WASHINGTON (AFP) - Donald Trump's Republican Party rolled out a plan on Wednesday (Sept 27) to reform America's tax code, calling for deep cuts to corporate rates and the abolition of inheritance tax in a high-stakes bid to salvage the President's agenda.
Developed in tandem with Trump's White House, the Republican plan calls for slashing the US corporate tax rate from 35 to 20 per cent - to below the 22.5 average of the industrialised world, it says.
"We're going to introduce a tax plan that's the largest tax cut essentially in the history of our country," Trump told reporters on the South Lawn of the White House, before leaving for Indiana to deliver a speech promoting the Republican plan.
"It's going to be something special," he said.
For households, the Republican plan cuts the number of tax brackets from seven to three, with a maximum rate of 35 per cent, against 39.6 at present, although the plan also mentions the "potential" for an additional top rate for the highest-income taxpayers.
"This is our best opportunity in a generation to deliver real middle-class tax relief, create jobs here at home, and fuel unprecedented economic growth," House Speaker Paul Ryan said in a statement as the plan was unveiled.
"It has been 31 years since we last got this done, and hardworking families and small businesses cannot afford to wait any longer."
The plan also seeks to encourage firms to bring back profits that have accumulated abroad by offering a one-time, low tax rate on wealth brought back from overseas.
Overhauling the tax system has long been a political Holy Grail for the Republican Party.
It was also a major Trump campaign pledge, and has taken on extra importance after his efforts to enact promised health care reform and build a border wall stalled.
But opposition Democrats savaged the reform proposal as a "perverse" system for rewarding the wealthy, and called out Trump for failing to help working and middle class American families.
"The President talked the talk. He said we're going to aim this at the middle class," Senate minority leader Chuck Schumer told reporters.

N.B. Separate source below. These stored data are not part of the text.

//! Course document parsing and sentence-aware chunking.
//!
//! A course file starts with a few header lines, followed by lessons:
//!
//! ```text
//! Course Title: Building Towards Computer Use
//! Course Link: https://example.com/course
//! Course Instructor: Colt Steele
//!
//! Lesson 0: Introduction
//! Lesson Link: https://example.com/course/lesson0
//! Welcome to the course. ...
//! ```
//!
//! [`DocumentProcessor::process_text`] turns that into a [`Course`] plus its
//! [`CourseChunk`]s. Chunks are built from whole sentences, at most
//! `chunk_size` characters each, and consecutive chunks share up to
//! `chunk_overlap` characters of trailing sentences.

use anyhow::{Context, Result};
use sha2::{Digest, Sha256};
use std::path::Path;

use crate::config::ChunkingConfig;
use crate::extract;
use crate::models::{Course, CourseChunk, Lesson};

const TITLE_KEY: &str = "Course Title:";
const LINK_KEY: &str = "Course Link:";
const INSTRUCTOR_KEY: &str = "Course Instructor:";
const LESSON_LINK_KEY: &str = "Lesson Link:";

/// Abbreviations whose trailing period does not end a sentence.
const ABBREVIATIONS: &[&str] = &[
    "Mrs", "Prof", "Sr", "Jr", "St", "vs", "etc", "Inc", "Ltd", "Fig", "No", "approx",
];

/// Output of processing one course document.
#[derive(Debug, Clone)]
pub struct ProcessedCourse {
    pub course: Course,
    pub chunks: Vec<CourseChunk>,
    /// SHA-256 of the document text. Unchanged fingerprint means the stored
    /// course is current.
    pub fingerprint: String,
}

#[derive(Debug, Clone)]
pub struct DocumentProcessor {
    chunk_size: usize,
    chunk_overlap: usize,
}

impl DocumentProcessor {
    pub fn new(chunk_size: usize, chunk_overlap: usize) -> Self {
        Self {
            chunk_size: chunk_size.max(1),
            chunk_overlap,
        }
    }

    pub fn from_config(config: &ChunkingConfig) -> Self {
        Self::new(config.chunk_size, config.chunk_overlap)
    }

    /// Read and parse a course file. The file stem is the title of last resort.
    pub fn process_file(&self, path: &Path) -> Result<ProcessedCourse> {
        let text = extract::read_document(path)
            .with_context(|| format!("Failed to read course document {}", path.display()))?;
        let fallback_title = path
            .file_stem()
            .map(|s| s.to_string_lossy().to_string())
            .unwrap_or_else(|| path.display().to_string());
        Ok(self.process_text(&text, &fallback_title))
    }

    pub fn process_text(&self, text: &str, fallback_title: &str) -> ProcessedCourse {
        let (mut course, body) = parse_course(text);
        if course.title.is_empty() {
            course.title = fallback_title.trim().to_string();
        }

        let mut chunks = Vec::new();
        if course.lessons.is_empty() {
            for content in self.chunk_text(&body) {
                push_chunk(&mut chunks, &course.title, None, content);
            }
        } else {
            for lesson in &course.lessons {
                let prefix = format!("Lesson {} content: ", lesson.lesson_number);
                let pieces = self.pack(&lesson.content, char_len(&prefix));
                for (i, content) in pieces.into_iter().enumerate() {
                    let content = if i == 0 {
                        format!("{}{}", prefix, content)
                    } else {
                        content
                    };
                    push_chunk(&mut chunks, &course.title, Some(lesson.lesson_number), content);
                }
            }
        }

        ProcessedCourse {
            course,
            chunks,
            fingerprint: fingerprint(text),
        }
    }

    /// Split text into overlapping sentence-aligned chunks.
    ///
    /// Whitespace is collapsed first. Returns no chunks for blank input.
    pub fn chunk_text(&self, text: &str) -> Vec<String> {
        self.pack(text, 0)
    }

    /// [`chunk_text`](Self::chunk_text) with the first chunk kept `reserve`
    /// characters short, so a prefix can be added without exceeding
    /// `chunk_size`.
    fn pack(&self, text: &str, reserve: usize) -> Vec<String> {
        let normalized = normalize_whitespace(text);
        if normalized.is_empty() {
            return Vec::new();
        }
        let first_limit = self.chunk_size.saturating_sub(reserve).max(1);

        let mut sentences: Vec<String> = Vec::new();
        for sentence in split_sentences(&normalized) {
            let max = if sentences.is_empty() {
                first_limit
            } else {
                self.chunk_size
            };
            if char_len(sentence) > max {
                sentences.extend(hard_split(sentence, max));
            } else {
                sentences.push(sentence.to_string());
            }
        }

        let mut chunks = Vec::new();
        let mut start = 0;
        while start < sentences.len() {
            let limit = if chunks.is_empty() {
                first_limit
            } else {
                self.chunk_size
            };
            let mut len = 0;
            let mut end = start;
            while end < sentences.len() {
                let add = char_len(&sentences[end]) + usize::from(end > start);
                if end > start && len + add > limit {
                    break;
                }
                len += add;
                end += 1;
            }
            chunks.push(sentences[start..end].join(" "));
            if end >= sentences.len() {
                break;
            }

            // Step back over trailing sentences that fit in the overlap, but
            // always advance and always leave room for the next sentence.
            let mut overlap_len = 0;
            let mut next = end;
            while next > start + 1 {
                let l = char_len(&sentences[next - 1]) + 1;
                if overlap_len + l > self.chunk_overlap {
                    break;
                }
                overlap_len += l;
                next -= 1;
            }
            while next < end && overlap_len + char_len(&sentences[end]) > self.chunk_size {
                overlap_len -= char_len(&sentences[next]) + 1;
                next += 1;
            }
            start = next;
        }

        chunks
    }
}

fn push_chunk(
    chunks: &mut Vec<CourseChunk>,
    course_title: &str,
    lesson_number: Option<i64>,
    content: String,
) {
    let chunk_index = chunks.len() as i64;
    chunks.push(CourseChunk {
        content,
        course_title: course_title.to_string(),
        lesson_number,
        chunk_index,
    });
}

/// Parse headers and lessons. Returns the course (title possibly empty) and
/// the body text that followed the headers.
fn parse_course(text: &str) -> (Course, String) {
    let mut course = Course {
        title: String::new(),
        course_link: None,
        instructor: None,
        lessons: Vec::new(),
    };

    let lines: Vec<&str> = text.lines().collect();
    let mut idx = 0;
    while idx < lines.len() {
        let line = lines[idx].trim();
        if line.is_empty() {
            idx += 1;
            continue;
        }
        if let Some(v) = strip_key(line, TITLE_KEY) {
            course.title = v.to_string();
        } else if let Some(v) = strip_key(line, LINK_KEY) {
            course.course_link = non_empty(v);
        } else if let Some(v) = strip_key(line, INSTRUCTOR_KEY) {
            course.instructor = non_empty(v);
        } else {
            break;
        }
        idx += 1;
    }

    let body = lines[idx..].join("\n");

    let mut current: Option<Lesson> = None;
    let mut content_lines: Vec<&str> = Vec::new();
    let mut i = idx;
    while i < lines.len() {
        let line = lines[i];
        if let Some((number, title)) = parse_lesson_marker(line) {
            if let Some(mut lesson) = current.take() {
                lesson.content = content_lines.join("\n").trim().to_string();
                course.lessons.push(lesson);
            }
            content_lines.clear();

            let mut lesson_link = None;
            if let Some(next) = lines.get(i + 1) {
                if let Some(link) = strip_key(next.trim(), LESSON_LINK_KEY) {
                    lesson_link = non_empty(link);
                    i += 1;
                }
            }
            current = Some(Lesson {
                lesson_number: number,
                title,
                lesson_link,
                content: String::new(),
            });
        } else if current.is_some() {
            content_lines.push(line);
        }
        i += 1;
    }
    if let Some(mut lesson) = current.take() {
        lesson.content = content_lines.join("\n").trim().to_string();
        course.lessons.push(lesson);
    }

    (course, body)
}

/// Case-insensitive `Key: value` match.
fn strip_key<'a>(line: &'a str, key: &str) -> Option<&'a str> {
    let head = line.get(..key.len())?;
    if head.eq_ignore_ascii_case(key) {
        Some(line[key.len()..].trim())
    } else {
        None
    }
}

fn non_empty(s: &str) -> Option<String> {
    if s.is_empty() {
        None
    } else {
        Some(s.to_string())
    }
}

/// Match `Lesson <n>: <title>`.
fn parse_lesson_marker(line: &str) -> Option<(i64, String)> {
    let line = line.trim();
    let head = line.get(..6)?;
    if !head.eq_ignore_ascii_case("lesson") {
        return None;
    }
    let rest = &line[6..];
    let after_ws = rest.trim_start();
    if after_ws.len() == rest.len() {
        return None;
    }
    let digits_end = after_ws
        .find(|c: char| !c.is_ascii_digit())
        .unwrap_or(after_ws.len());
    if digits_end == 0 {
        return None;
    }
    let number: i64 = after_ws[..digits_end].parse().ok()?;
    let title = after_ws[digits_end..].trim_start().strip_prefix(':')?;
    Some((number, title.trim().to_string()))
}

fn normalize_whitespace(text: &str) -> String {
    text.split_whitespace().collect::<Vec<_>>().join(" ")
}

fn char_len(s: &str) -> usize {
    s.chars().count()
}

/// Split whitespace-normalized text at `.`, `!` or `?` followed by a space
/// and an uppercase letter.
fn split_sentences(text: &str) -> Vec<&str> {
    let chars: Vec<(usize, char)> = text.char_indices().collect();
    let mut sentences = Vec::new();
    let mut start = 0;

    for i in 0..chars.len() {
        let (pos, c) = chars[i];
        if !matches!(c, '.' | '!' | '?') {
            continue;
        }
        if !matches!(chars.get(i + 1), Some((_, ' '))) {
            continue;
        }
        let Some(&(next_pos, next)) = chars.get(i + 2) else {
            continue;
        };
        if !next.is_uppercase() {
            continue;
        }
        if c == '.' && is_abbreviation(&text[start..pos]) {
            continue;
        }
        let sentence = text[start..pos + c.len_utf8()].trim();
        if !sentence.is_empty() {
            sentences.push(sentence);
        }
        start = next_pos;
    }

    let tail = text[start..].trim();
    if !tail.is_empty() {
        sentences.push(tail);
    }
    sentences
}

/// `before` is the sentence text up to (not including) a period.
fn is_abbreviation(before: &str) -> bool {
    let word = before.rsplit(' ').next().unwrap_or("");
    if word.is_empty() {
        return false;
    }
    // e.g. / i.e. / U.S.
    if word.contains('.') {
        return true;
    }
    // Mr. / Dr. / Ms.
    let mut cs = word.chars();
    if let (Some(a), Some(b), None) = (cs.next(), cs.next(), cs.next()) {
        if a.is_uppercase() && b.is_lowercase() {
            return true;
        }
    }
    ABBREVIATIONS.iter().any(|a| a.eq_ignore_ascii_case(word))
}

/// Break an oversized sentence at word boundaries; words longer than `max`
/// are cut on char boundaries.
fn hard_split(sentence: &str, max: usize) -> Vec<String> {
    let mut pieces = Vec::new();
    let mut current = String::new();
    let mut current_len = 0;

    for word in sentence.split(' ') {
        let mut word = word;
        while char_len(word) > max {
            if !current.is_empty() {
                pieces.push(std::mem::take(&mut current));
                current_len = 0;
            }
            let cut = word
                .char_indices()
                .nth(max)
                .map(|(i, _)| i)
                .unwrap_or(word.len());
            pieces.push(word[..cut].to_string());
            word = &word[cut..];
        }
        if word.is_empty() {
            continue;
        }
        let wl = char_len(word);
        let add = wl + usize::from(!current.is_empty());
        if current_len + add > max && !current.is_empty() {
            pieces.push(std::mem::take(&mut current));
            current_len = 0;
        }
        if !current.is_empty() {
            current.push(' ');
            current_len += 1;
        }
        current.push_str(word);
        current_len += wl;
    }
    if !current.is_empty() {
        pieces.push(current);
    }
    pieces
}

pub fn fingerprint(text: &str) -> String {
    let mut hasher = Sha256::new();
    hasher.update(text.as_bytes());
    format!("{:x}", hasher.finalize())
}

"He ain't walking the walk. This is aimed at the wealthiest people in America, they do far and away the best." .
'ECONOMIC STIMULUS'
With Republicans licking their wounds one day after their latest Obamacare repeal effort collapsed, and hours after a Trump-backed senator lost a run-off race to a hardline conservative who has threatened to upend the Washington Republican establishment, the party embraced the opportunity to roll out another top priority item.
Number two Senate Republican John Cornyn hailed it as "the best economic stimulus" possible, telling Fox News the plan would "lower the cost of living for all Americans across the board." The President and his party want to simplify the thousands-of-pages-long US tax code - to enable Americans to fill out their return on a postcard, runs the refrain.
That involves the elimination of countless loopholes and deductions.
Under the Republican plan, only two highly popular deductions are explicitly protected: for interest paid on home mortgages and for charitable contributions. Lawmakers will hammer out precisely which deductions will survive under the reform in the coming months.
Inheritance tax, or estate tax, would be scrapped altogether - a longstanding demand of Republicans who refer to it as the "Death Tax." Schumer said abolishing the estate tax would contribute to ballooning the federal deficit by awarding a US$269 billion tax break to the richest 0.02 per cent of Americans.
Ultimately the framework unveiled by Ryan "will add anywhere from US$5 trillion to US$7 trillion to our deficit," Schumer said.